If calculating yardage on your own seems overwhelming, there are charts available online (search “calculate bias binding“), in books, and as laminated cards. These helpful cheat-sheets quickly tell you how much yardage you need to make bias binding of various widths and lengths. Since our quilt example is on the small side, we do not need more than 1 yard of fabric. Most likely, the majority of projects you make will require ½ to 1 yard of fabric for the bias strips. Of course, if you’re following a pattern, you should be provided with the size, type, and length required.

Before we go onto the next section, we want to mention that before you actually cut your square, you may want to preshrink or prewash your piece of fabric.

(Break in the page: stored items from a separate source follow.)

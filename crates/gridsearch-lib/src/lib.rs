//! Gridsearch library entry points.
//!
//! This crate loads square cost grids, models the "visit the way-point, then
//! reach the goal" problem as a state space, and solves it with breadth-first,
//! uniform-cost, A* or depth-first search. Front-ends (the CLI, benchmarks)
//! should only depend on the functions exported here instead of
//! reimplementing behaviour.
//!

pub mod error;
pub mod frontier;
pub mod grid;
pub mod loader;
pub mod node;
pub mod search;

pub use error::{Error, Result};
pub use grid::{CellKind, Direction, Grid, Position};
pub use loader::load_grid;
pub use node::SearchState;
pub use search::{
    run_search, run_search_with, select_strategy, Formulation, SearchLimits, SearchRequest,
    SearchResult, SearchStatus, SearchStrategy, StrategyId,
};
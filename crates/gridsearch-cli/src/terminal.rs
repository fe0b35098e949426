//! Terminal styling and color utilities.
//!
//! ANSI escape code definitions and color detection for the text renderers.

/// ANSI escape codes for text styling and colors.
pub mod colors {
    /// Reset all styling.
    pub const RESET: &str = "\x1b[0m";

    // Tag colors (bold reverse video badges)
    /// Bold reverse green for STRT tags.
    pub const TAG_START: &str = "\x1b[1;7;32m";
    /// Bold reverse yellow for WAYP tags.
    pub const TAG_WAYPOINT: &str = "\x1b[1;7;33m";
    /// Bold reverse magenta for GOAL tags.
    pub const TAG_GOAL: &str = "\x1b[1;7;35m";

    /// Bright bold white for emphasis.
    pub const WHITE_BOLD: &str = "\x1b[1;97m";
    /// Gray for walls and secondary text.
    pub const GRAY: &str = "\x1b[90m";
    /// Cyan for path cells on the map.
    pub const CYAN: &str = "\x1b[36m";
    /// Green for a found solution.
    pub const GREEN: &str = "\x1b[32m";
    /// Orange (256-color) for medium-cost terrain.
    pub const ORANGE: &str = "\x1b[38;5;208m";
    /// Red for heavy-cost terrain and failed searches.
    pub const RED: &str = "\x1b[31m";
}

/// Resolved color codes, either ANSI sequences or empty strings when color is
/// disabled.
#[derive(Debug, Clone, Copy)]
pub struct ColorPalette {
    pub reset: &'static str,
    pub tag_start: &'static str,
    pub tag_waypoint: &'static str,
    pub tag_goal: &'static str,
    pub white_bold: &'static str,
    pub gray: &'static str,
    pub cyan: &'static str,
    pub green: &'static str,
    pub orange: &'static str,
    pub red: &'static str,
}

impl ColorPalette {
    #[must_use]
    pub const fn colored() -> Self {
        Self {
            reset: colors::RESET,
            tag_start: colors::TAG_START,
            tag_waypoint: colors::TAG_WAYPOINT,
            tag_goal: colors::TAG_GOAL,
            white_bold: colors::WHITE_BOLD,
            gray: colors::GRAY,
            cyan: colors::CYAN,
            green: colors::GREEN,
            orange: colors::ORANGE,
            red: colors::RED,
        }
    }

    #[must_use]
    pub const fn plain() -> Self {
        Self {
            reset: "",
            tag_start: "",
            tag_waypoint: "",
            tag_goal: "",
            white_bold: "",
            gray: "",
            cyan: "",
            green: "",
            orange: "",
            red: "",
        }
    }

    /// Palette for the current terminal: `colored()` unless color is
    /// disabled through the environment.
    #[must_use]
    pub fn detect() -> Self {
        if supports_color() {
            Self::colored()
        } else {
            Self::plain()
        }
    }
}

impl Default for ColorPalette {
    fn default() -> Self {
        Self::detect()
    }
}

/// Check if the terminal supports ANSI color codes.
///
/// Respects the `NO_COLOR` variable (https://no-color.org/) and the
/// `TERM=dumb` convention.
#[must_use]
pub fn supports_color() -> bool {
    if std::env::var_os("NO_COLOR").is_some() {
        return false;
    }
    if let Ok(term) = std::env::var("TERM") {
        if term.eq_ignore_ascii_case("dumb") {
            return false;
        }
    }
    true
}

/// Format a number with thousand separators (commas).
///
/// # Examples
///
/// ```
/// # use gridsearch_cli::terminal::format_with_separators;
/// assert_eq!(format_with_separators(999), "999");
/// assert_eq!(format_with_separators(1000), "1,000");
/// assert_eq!(format_with_separators(1234567), "1,234,567");
/// ```
#[must_use]
pub fn format_with_separators(n: u64) -> String {
    let digits = n.to_string();
    let mut result = String::with_capacity(digits.len() + digits.len() / 3);
    for (i, c) in digits.chars().enumerate() {
        if i > 0 && (digits.len() - i) % 3 == 0 {
            result.push(',');
        }
        result.push(c);
    }
    result
}
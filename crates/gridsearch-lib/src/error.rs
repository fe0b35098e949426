use std::path::PathBuf;

use thiserror::Error;

use crate::grid::{CellKind, Position};

/// Convenient result alias for the gridsearch library.
pub type Result<T> = std::result::Result<T, Error>;

/// Top-level library error type.
///
/// Every variant is an input error: a search that simply fails to reach its
/// goal is reported through [`crate::SearchStatus`], never through `Error`.
#[derive(Debug, Error)]
pub enum Error {
    /// Grid file could not be located at the resolved path.
    #[error("grid file not found at {path}")]
    GridNotFound { path: PathBuf },

    /// A token in the grid text was not an integer cell code.
    #[error("invalid cell code '{token}' at line {line}, column {column}")]
    GridParse {
        line: usize,
        column: usize,
        token: String,
    },

    /// The grid text contained no rows.
    #[error("grid is empty")]
    EmptyGrid,

    /// A row had a different number of cells than the first row.
    #[error("row {row} has {found} cells, expected {expected}")]
    RaggedRow {
        row: usize,
        expected: usize,
        found: usize,
    },

    /// Grids must be square.
    #[error("grid must be square, got {rows} rows by {cols} columns")]
    NotSquare { rows: usize, cols: usize },

    /// A mandatory special cell is absent.
    #[error("grid has no {kind} cell")]
    MissingCell { kind: CellKind },

    /// A special cell that must be unique appears more than once.
    #[error("grid has more than one {kind} cell: {first} and {second}")]
    DuplicateCell {
        kind: CellKind,
        first: Position,
        second: Position,
    },

    /// Raised when a strategy selector does not name a known strategy.
    #[error("unknown search strategy: {value}{}", format_choices())]
    UnknownStrategy { value: String },

    /// Raised when a search origin lies outside the grid or on a wall.
    #[error("search origin {origin} is not a passable cell of the grid")]
    InvalidOrigin { origin: Position },

    /// Wrapper for IO errors.
    #[error(transparent)]
    Io(#[from] std::io::Error),
}

fn format_choices() -> String {
    format!(
        ". Expected one of: {}",
        crate::search::StrategyId::ALL
            .iter()
            .map(|s| format!("'{}'", s))
            .collect::<Vec<_>>()
            .join(", ")
    )
}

NOTE: A half yard may sound like a lot for a simple square pillow, but this is assuming you will only need to sew two strips together to give you enough length to cover the cording. And, it assumes you are cutting the strips at a full 45° angle, which is the only bias angle quilters like to use. For economy, you can certainly use a smaller piece of fabric. You will simply end up with more seams in your strip. You can also cut at a smaller angle; but the piping will not be as pliable as that cut on a true 45° bias.

Making the bias tape

Enough with the math already! It’s time to start making our bias tape. The first step is to cut the bias strips. In our example above, we need to cut two 2″ bias strips.

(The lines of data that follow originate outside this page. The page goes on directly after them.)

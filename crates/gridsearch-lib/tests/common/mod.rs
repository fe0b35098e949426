//! Common test utilities and fixture helpers.

use std::path::PathBuf;

use gridsearch_lib::{load_grid, Grid, SearchResult};

/// Path to the fixture grids shared by the library and CLI tests.
#[allow(dead_code)]
pub fn fixtures_dir() -> PathBuf {
    PathBuf::from(env!("CARGO_MANIFEST_DIR")).join("../../docs/fixtures")
}

/// Load a fixture grid by file name.
#[allow(dead_code)]
pub fn fixture_grid(name: &str) -> Grid {
    let path = fixtures_dir().join(name);
    load_grid(&path).unwrap_or_else(|err| panic!("load fixture {name}: {err}"))
}

/// Assert that a found path is walkable and satisfies the trip requirements.
#[allow(dead_code)]
pub fn assert_valid_path(grid: &Grid, result: &SearchResult) {
    let path = &result.path;
    assert!(result.solution_found(), "expected a solution: {result:?}");
    assert_eq!(path.first(), Some(&grid.start()), "path must begin at start");
    assert_eq!(path.last(), Some(&grid.goal()), "path must end at goal");
    for pair in path.windows(2) {
        assert!(
            pair[0].is_adjacent(pair[1]),
            "{} -> {} is not a single orthogonal move",
            pair[0],
            pair[1]
        );
    }
    for position in path {
        assert!(grid.is_passable(*position), "{position} is not passable");
    }
    if let Some(waypoint) = grid.waypoint() {
        assert!(
            path.contains(&waypoint),
            "path skips the way-point {waypoint}"
        );
    }
    assert_eq!(result.total_cost, grid.path_cost(path));
    assert_eq!(result.hop_count(), path.len() - 1);
}
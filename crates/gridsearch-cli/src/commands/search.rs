//! `search` command: run one strategy and print its result.

use std::io::{self, Write};
use std::path::PathBuf;
use std::time::Duration;

use anyhow::{Context, Result};

use gridsearch_lib::{run_search_with, Formulation, SearchLimits, SearchRequest, StrategyId};

use super::load_command_grid;
use crate::output::OutputFormat;
use crate::terminal::ColorPalette;

/// Arguments for the search command.
#[derive(Debug, Clone, Default)]
pub struct SearchCommandArgs {
    pub grid: Option<PathBuf>,
    pub strategy: StrategyId,
    /// `None` keeps the strategy's default formulation.
    pub formulation: Option<Formulation>,
    pub max_expansions: Option<usize>,
    pub timeout_ms: Option<u64>,
}

impl SearchCommandArgs {
    /// Convert CLI args to a library request.
    pub fn to_request(&self) -> SearchRequest {
        let limits = SearchLimits {
            max_expansions: self.max_expansions,
            timeout: self.timeout_ms.map(Duration::from_millis),
        };
        let request = SearchRequest::new(self.strategy).with_limits(limits);
        match self.formulation {
            Some(formulation) => request.with_formulation(formulation),
            None => request,
        }
    }
}

/// Handle the search subcommand.
pub fn handle_search_command(format: OutputFormat, args: &SearchCommandArgs) -> Result<()> {
    let grid = load_command_grid(args.grid.as_deref())?;
    let result = run_search_with(&grid, &args.to_request())
        .with_context(|| format!("{} search could not start", args.strategy))?;

    let stdout = io::stdout();
    let mut out = stdout.lock();
    format
        .write_search(&mut out, &grid, &result, &ColorPalette::detect())
        .context("failed to write search result")?;
    out.flush().context("failed to flush output")
}

#[cfg(test)]
mod tests {
    use super::*;

    #[test]
    fn request_carries_limits_and_formulation() {
        let args = SearchCommandArgs {
            strategy: StrategyId::Dfs,
            formulation: Some(Formulation::Unified),
            max_expansions: Some(10),
            timeout_ms: Some(250),
            ..SearchCommandArgs::default()
        };
        let request = args.to_request();
        assert_eq!(request.strategy, StrategyId::Dfs);
        assert_eq!(request.formulation, Some(Formulation::Unified));
        assert_eq!(request.limits.max_expansions, Some(10));
        assert_eq!(request.limits.timeout, Some(Duration::from_millis(250)));
    }

    #[test]
    fn default_args_keep_strategy_defaults() {
        let request = SearchCommandArgs::default().to_request();
        assert_eq!(request.strategy, StrategyId::AStar);
        assert_eq!(request.formulation, None);
        assert_eq!(request.limits, SearchLimits::default());
    }
}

  1. Lay your fabric flat on your work surface, right side up and with the selvedge running along one side.
  2. Fold the fabric back diagonally so a cut edge is parallel to the selvage. We used a stripe fabric in the picture below so you can clearly see how the fabric should be folded.
    NOTE: This will automatically start you with a 45° angle for making the bias tape. You can also use the angle markings on your quilt ruler.
  3. Press the diagonal fold to set a crease line. This crease will be your starting guide from which to cut (or mark) the subsequent parallel lines. (Yep… we’re back to our plain fabric now to better show the rest of the steps.)
  4. Cut the bias strips at the width your determined. As you remember, our width is 2″. You can use a quilt ruler and rotary cutter, or draw some nice straight parallel lines to cut on and use a sharp pair of scissors.

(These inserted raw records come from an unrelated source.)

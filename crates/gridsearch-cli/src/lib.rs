//! Gridsearch CLI library.
//!
//! Command handlers, output renderers and terminal styling for the
//! `gridsearch-cli` binary.

pub mod commands;
pub mod output;
pub mod terminal;
//! Handlers for the CLI subcommands.
//!
//! `main.rs` parses arguments and dispatches here; each handler loads its
//! grid, calls into the library, and renders through [`crate::output`].

pub mod check;
pub mod compare;
pub mod search;

use std::path::{Path, PathBuf};

use anyhow::{Context, Result};

use gridsearch_lib::{load_grid, Grid};

/// Environment variable consulted when `--grid` is omitted.
pub const GRID_ENV_VAR: &str = "GRIDSEARCH_GRID";

/// Resolve the grid path from the flag, falling back to [`GRID_ENV_VAR`].
pub fn resolve_grid_path(flag: Option<&Path>) -> Result<PathBuf> {
    if let Some(path) = flag {
        return Ok(path.to_path_buf());
    }
    match std::env::var_os(GRID_ENV_VAR) {
        Some(value) if !value.is_empty() => Ok(PathBuf::from(value)),
        _ => anyhow::bail!("no grid given: pass --grid <FILE> or set {}", GRID_ENV_VAR),
    }
}

/// Resolve and load the grid for a command.
pub fn load_command_grid(flag: Option<&Path>) -> Result<Grid> {
    let path = resolve_grid_path(flag)?;
    load_grid(&path).with_context(|| format!("failed to load grid from {}", path.display()))
}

    NOTE: Going forward, we used a bright colored thread so you could see each step clearly. You should select a thread that coordinates with your fabric.
  5. The idea behind joining bias strips is to make the seams in the strip as “invisible” as possible. To do this, it’s best to seam the strips at a 45° angle. Yep, another 45° angle!
  6. Place one strip on a flat surface, right side up. Place a second strip on top of the first one at a right angle. The ends of each strip will extend beyond one another.
  7. Draw a diagonal line, from corner to corner, with a ruler and fabric marking pen or pencil. Pin in place.
  8. Using a straight stitch, sew along the drawn line.
  9. Trim the seam allowance back to ¼”.
  10. Trim off the tiny overlapping edges as well. These are the little points; trim them away so your fabric line is straight in both directions.
  11. Continue joining any remaining strips in the same manner until you have the full length needed to cover your cording.
  12. Press the seams open.
    NOTE: If you have a point at the ends of your strips from the bias cut, you can trim those straight too.
  13. You just made your own bias tape! And you did a whole bunch of math. Have a cookie.

Insert the cording

  1. Place the cord in the center of the strip.
  2. Firmly wrap the fabric around the cord. Match the raw edges of the fabric to create a lip or flange. Pin in place.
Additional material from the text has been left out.